Records Block Start
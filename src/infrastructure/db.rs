use sea_orm::{ConnectionTrait, Database, DatabaseConnection, DbErr, Statement};

pub async fn init_db(database_url: &str) -> Result<DatabaseConnection, DbErr> {
    let db = Database::connect(database_url).await?;

    // Run migrations manually (simple SQL)
    run_migrations(&db).await?;

    Ok(db)
}

async fn run_migrations(db: &DatabaseConnection) -> Result<(), DbErr> {
    db.execute(Statement::from_string(
        db.get_database_backend(),
        r#"
        CREATE TABLE IF NOT EXISTS response_cache (
            request_key TEXT PRIMARY KEY NOT NULL,
            body BLOB NOT NULL,
            stored_at INTEGER NOT NULL
        )
        "#
        .to_owned(),
    ))
    .await?;

    db.execute(Statement::from_string(
        db.get_database_backend(),
        "CREATE INDEX IF NOT EXISTS idx_response_cache_stored_at ON response_cache(stored_at)"
            .to_owned(),
    ))
    .await?;

    Ok(())
}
Records Block End
## Problem to work on
Copy each line above that contains the string "await".

## Task solution
    let db = Database::connect(database_url).await?;
    run_migrations(&db).await?;
    .await?;
    .await?;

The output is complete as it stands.